# Directional Geometry

Polyhedra contain information of great value. Their angles and proportions show us the Sacred Order. Their spherical symetry tells us about the Unity of Creation.

All of the regular and semi-regular polyhedra give us points of reference that enable us to see the directions of space from the perspective of the sphere and thus recognize as directions the Heaven, the Earth and the Centre. Normally, polyhedra are presented resting upon their natural base, which is one of the faces. This doesn't help us to see the alignment they have with the directions. The majority needs to be elevated and balanced on a vertex, others on an edge, for these six peripheral points to be aligned and oriented with the six directions.

All pure geometry - the regular, semi-regular and the star polyhedra - have in common that they are ruled by this relation with the directions, from the most simple, the tetrahedron, to the most complex Rombicosidodecahedron and others. When we understand this relationship we can see that a simple change in position of some of the polyhedra makes the information contained in them more accessible.
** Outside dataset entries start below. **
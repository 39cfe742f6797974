//! Core traits and types for Dualsort.
//!
//! This module defines:
//! - [`Scalar`]: The fixed-width element types the engine sorts, with their default ordering.
//! - The tuning constants that choose between insertion sort, quicksort and run merging.
//! - Scratch: Internal merge buffer, either borrowed from the caller or owned by the call.

use std::cmp::Ordering;

/// The maximum number of runs the prober records before giving up on merging.
pub const MAX_RUN_COUNT: usize = 67;

/// The maximum length of a run of equal elements tolerated by the prober.
///
/// Longer flat stretches send the whole range to quicksort, which handles
/// duplicates through its 3-way partition.
pub const MAX_RUN_LENGTH: usize = 33;

/// Ranges with at most this many elements are sorted by quicksort without probing for runs.
pub const QUICKSORT_THRESHOLD: usize = 286;

/// Ranges with fewer elements than this are sorted by insertion sort.
pub const INSERTION_SORT_THRESHOLD: usize = 47;

/// A fixed-width scalar value that can be sorted by the engine.
///
/// The engine itself only needs values to be `Copy`; this trait supplies the
/// ordering used by [`crate::sort`] when the caller has no comparator of their own.
///
/// # Examples
///
/// ```
/// use dualsort::core::Scalar;
/// use std::cmp::Ordering;
///
/// assert_eq!(3u8.natural_cmp(&7), Ordering::Less);
/// assert_eq!((-0.0f64).natural_cmp(&0.0), Ordering::Less);
/// ```
pub trait Scalar: Copy {
    /// Returns the default total order between `self` and `other`.
    fn natural_cmp(&self, other: &Self) -> Ordering;
}

macro_rules! impl_scalar_ord {
    ($($t:ty),* $(,)?) => {
        $(
            impl Scalar for $t {
                #[inline(always)]
                fn natural_cmp(&self, other: &Self) -> Ordering {
                    self.cmp(other)
                }
            }
        )*
    };
}

impl_scalar_ord!(
    i8, u8, i16, u16, i32, u32, i64, u64, i128, u128, isize, usize, char, bool
);

// Floats have several bit patterns that `==` treats alike (signed zeros, NaN payloads).
// `total_cmp` tells them apart, so the default order is a total one.
impl Scalar for f32 {
    #[inline(always)]
    fn natural_cmp(&self, other: &Self) -> Ordering {
        self.total_cmp(other)
    }
}

impl Scalar for f64 {
    #[inline(always)]
    fn natural_cmp(&self, other: &Self) -> Ordering {
        self.total_cmp(other)
    }
}

/// Merge buffer for a single top-level call.
///
/// Borrows the caller's workspace when it has room for the whole range,
/// otherwise owns a private buffer of exactly the range length.
pub(crate) enum Scratch<'a, T> {
    Borrowed(&'a mut [T]),
    Owned(Vec<T>),
}

impl<'a, T: Copy> Scratch<'a, T> {
    /// Picks the caller's workspace if it can hold `src.len()` elements.
    ///
    /// With `mirror` set the scratch starts as a copy of `src`, otherwise its
    /// contents are unspecified.
    pub(crate) fn for_range(src: &[T], workspace: Option<&'a mut [T]>, mirror: bool) -> Self {
        let needed = src.len();
        match workspace {
            Some(work) if work.len() >= needed => {
                let work = &mut work[..needed];
                if mirror {
                    work.copy_from_slice(src);
                }
                Scratch::Borrowed(work)
            }
            _ => {
                log::trace!("allocating {needed} element merge buffer");
                match src.first() {
                    Some(&fill) if !mirror => Scratch::Owned(vec![fill; needed]),
                    _ => Scratch::Owned(src.to_vec()),
                }
            }
        }
    }

    pub(crate) fn as_mut_slice(&mut self) -> &mut [T] {
        match self {
            Scratch::Borrowed(work) => work,
            Scratch::Owned(buf) => buf.as_mut_slice(),
        }
    }
}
When we attune the polyhedra to the directions of space from the perspective of the sphere, they offer us aligned faces, edges or vertices, the 3 principal directions being east-west, north-south and heaven-earth. Also the 6 axis of the 12 half-directions are aligned. The simplest example to see this synchrony is shown to us by the hexahedron or cube, which has a square in all of the 6 directions, an edge in all of the half directions and a vertex in all of the 8 points where 3 principal directions are each-others neighbours.

This order can be found in all regular, semi-regular polyhedra as well as derivates thereof.